The VAR Guy is seated for a press briefing with Cisco Systems CEO John Chambers and Executive VP Rob Lloyd. Here are the top eight highlights from the discussion, which focuses on collaboration, competition with Hewlett-Packard and Microsoft, and what Flip video represents to Cisco going forward.

The VAR Guy

June 3, 2009

4 Min Read
Cisco CEO John Chambers: "HP Is A Competitor"

john_chambers_cisco-ceo

john_chambers_cisco-ceo

The VAR Guy is seated for a press briefing with Cisco Systems CEO John Chambers and Executive VP Rob Lloyd. Here are the top eight highlights from the discussion, which focuses on collaboration, competition with Hewlett-Packard and Microsoft, and what Flip video represents to Cisco going forward. For those who haven’t been keeping score, Cisco has fired three bullets at HP in recent days.

The notes below are largely paraphrased. Chambers speaks pretty quickly. The VAR Guy types fast. But not that fast. Here are the highlights, blending thoughts from Chambers and Lloyd.

1. No More Lines: The line between consumer and corporate IT has blurred. Chambers said Protect & Gamble and other Fortune 500 companies embraced Flip video for briefings and communications before Cisco even acquired Flip.

2. Online Collaboration: Chambers noted that Cisco’s own travel budget has fallen from $780 million, down to $230 million and will rise again to a sustained level at $350 million. But it won’t grow from there. The reason: Online collaboration and telepresence.

3. Competing with Microsoft, HP: Here’s the juicy part. According to Chambers and Cisco competes and cooperates with Microsoft.

Lloyd (paraphrased): What was interesting to Cisco in the HP-Microsoft announcement is that Microsoft has a networking partner, but they just picked the wrong partner. Microsoft will gain very little value in the partnership from HP. In terms of services, HP will approach with Halo that will try and copy Cisco’s collaborative architectures. And HP’s unified strategy will be a very direct [sales] approach in Cisco’s opinion.

Chambers on Microsoft: “Steve Ballmer and I agreed that we’ll focus on interoperability even where we compete.”

4. Chambers on HP: “We don’t focus on competition. We focus on being a leader during market transitions. We partner in eight or nine areas very tightly with Microsoft and compete in two areas.”

Now, the point-blank statement on HP from Chambers: “We compete with HP.” Four powerful words that effectively declare war against HP.

That’s all he said about HP. No partnership mention.

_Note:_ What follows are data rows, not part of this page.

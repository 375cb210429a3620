use std::net::SocketAddr;

use axum::{routing::get, Router};
use tower_http::{cors::CorsLayer, trace::TraceLayer};

use crate::state::AppState;
use crate::{auth, payments, users};

pub fn build_app(state: AppState) -> Router {
    Router::new()
        .merge(auth::router())
        .merge(payments::router())
        .merge(users::router())
        .route("/health", get(|| async { "ok" }))
        .with_state(state)
        .layer(CorsLayer::permissive())
        .layer(
            TraceLayer::new_for_http()
                .make_span_with(|req: &axum::http::Request<_>| {
                    let method = req.method().clone();
                    let uri = req.uri().clone();
                    tracing::info_span!(
                        "http_request",
                        %method,
                        uri = %uri,
                        status = tracing::field::Empty
                    )
                })
                .on_response(
                    |res: &axum::http::Response<_>,
                     latency: std::time::Duration,
                     span: &tracing::Span| {
                        let status = res.status();
                        span.record("status", tracing::field::display(status));
                        let latency_ms = latency.as_millis() as u64;
                        if status.is_server_error() {
                            tracing::error!(%status, latency_ms, "response");
                        } else {
                            tracing::info!(%status, latency_ms, "response");
                        }
                    },
                ),
        )
}

pub async fn serve(app: Router) -> anyhow::Result<()> {
    let addr: SocketAddr = format!(
        "{}:{}",
        std::env::var("APP_HOST").unwrap_or_else(|_| "0.0.0.0".into()),
        std::env::var("APP_PORT").unwrap_or_else(|_| "8080".into())
    )
    .parse()?;

    tracing::info!("listening on {}", addr);
    let listener = tokio::net::TcpListener::bind(addr).await?;
    axum::serve(listener, app).await?;
    Ok(())
}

No ducking the issue. “We compete with HP.” Clear. Concise. Heck, even The VAR Guy got the message.

Three Bullets Aimed At HP

This is the third time in recent days that Cisco has taken shots at HP and Microsoft. Cisco Channel Chief Keith Goodwin fired the first shot. And Cisco Senior VP of Software Scott Proctor fired the second shot. And now CEO John Chambers has fired the third shot.

But in a comment posted on TheVARguy.com last week, HP VP Adrian Jones asserted the company’s ongoing commitment to partners. The VAR Guy’s take on the situation: Our resident blogger certainly doubts HP will walk away from the channel…

Back to the Briefing

Of course, Chambers discussed far more than HP at the briefing. Here’s what else he and Lloyd covered.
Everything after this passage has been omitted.